Background:There is a rising concern about treatment-associated cardiotoxicities in breast cancer patients. This study aimed to determine the time- and treatment-specific incidence of arrhythmia, heart failure, and ischemic heart disease in women diagnosed with breast cancer.Methods:A register-based matched cohort study was conducted including 8015 breast cancer patients diagnosed from 2001 to 2008 in the Stockholm-Gotland region and followed up until 2017. Time-dependent risks of arrhythmia, heart failure, and ischemic heart disease in breast cancer patients were assessed using flexible parametric models as compared to matched controls from general population. Treatment-specific effects were estimated in breast cancer patients using Cox model.Results:Time-dependent analyses revealed long-term increased risks of arrhythmia and heart failure following breast cancer diagnosis. Hazard ratios (HRs) within the first year of diagnosis were 2.14 (95% CI = 1.63–2.81) for arrhythmia and 2.71 (95% CI = 1.70–4.33) for heart failure.

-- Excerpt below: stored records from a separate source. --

//! Domain types for multi-currency valuation.
//!
//! - [`Currency`]: ISO currency codes
//! - [`MultipleCurrencyAmount`]: amounts keyed by currency

mod amount;
mod currency;

pub use amount::MultipleCurrencyAmount;
pub use currency::Currency;
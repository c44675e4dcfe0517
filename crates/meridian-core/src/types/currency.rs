//! Currency type with ISO 4217 codes.

use std::fmt;
use std::str::FromStr;

use serde::{Deserialize, Serialize};

use crate::error::MeridianError;

/// ISO 4217 currency codes.
///
/// The ordering follows declaration order and is only used to give the
/// per-currency containers a deterministic iteration order.
#[derive(
    Debug, Clone, Copy, PartialEq, Eq, PartialOrd, Ord, Hash, Serialize, Deserialize, Default,
)]
#[non_exhaustive]
pub enum Currency {
    /// United States Dollar
    #[default]
    USD,
    /// Euro
    EUR,
    /// British Pound Sterling
    GBP,
    /// Japanese Yen
    JPY,
    /// Swiss Franc
    CHF,
    /// Canadian Dollar
    CAD,
    /// Australian Dollar
    AUD,
    /// New Zealand Dollar
    NZD,
    /// Swedish Krona
    SEK,
    /// Norwegian Krone
    NOK,
    /// Danish Krone
    DKK,
}

impl Currency {
    /// Returns the ISO 4217 3-letter code.
    #[must_use]
    pub fn code(&self) -> &'static str {
        match self {
            Currency::USD => "USD",
            Currency::EUR => "EUR",
            Currency::GBP => "GBP",
            Currency::JPY => "JPY",
            Currency::CHF => "CHF",
            Currency::CAD => "CAD",
            Currency::AUD => "AUD",
            Currency::NZD => "NZD",
            Currency::SEK => "SEK",
            Currency::NOK => "NOK",
            Currency::DKK => "DKK",
        }
    }

    /// Parses a currency from a string code (case-insensitive).
    #[must_use]
    pub fn from_code(code: &str) -> Option<Self> {
        match code.trim().to_uppercase().as_str() {
            "USD" => Some(Currency::USD),
            "EUR" => Some(Currency::EUR),
            "GBP" => Some(Currency::GBP),
            "JPY" => Some(Currency::JPY),
            "CHF" => Some(Currency::CHF),
            "CAD" => Some(Currency::CAD),
            "AUD" => Some(Currency::AUD),
            "NZD" => Some(Currency::NZD),
            "SEK" => Some(Currency::SEK),
            "NOK" => Some(Currency::NOK),
            "DKK" => Some(Currency::DKK),
            _ => None,
        }
    }
}

impl FromStr for Currency {
    type Err = MeridianError;

    fn from_str(s: &str) -> Result<Self, Self::Err> {
        Self::from_code(s).ok_or_else(|| MeridianError::unknown_currency(s))
    }
}

impl fmt::Display for Currency {
    fn fmt(&self, f: &mut fmt::Formatter<'_>) -> fmt::Result {
        write!(f, "{}", self.code())
    }
}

HR more than 10 years following diagnosis was 1.42 (95% CI = 1.21–1.67) for arrhythmia and 1.28 (95% CI = 1.03–1.59) for heart failure. The risk for ischemic heart disease was significantly increased only during the first year after diagnosis (HR = 1.45, 95% CI = 1.03–2.04). Trastuzumab and anthracyclines were associated with increased risk of heart failure. Aromatase inhibitors, but not tamoxifen, were associated with risk of ischemic heart disease. No increased risk of heart disease was identified following locoregional radiotherapy.Conclusions:Administration of systemic adjuvant therapies appears to be associated with increased risks of heart disease. The risk estimates observed in this study may aid adjuvant therapy decision-making and patient counseling in oncology practices.Funding:This work was supported by the Swedish Research Council (grant no: 2018-02547); Swedish Cancer Society (grant no: CAN-19-0266); and FORTE (grant no: 2016-00081).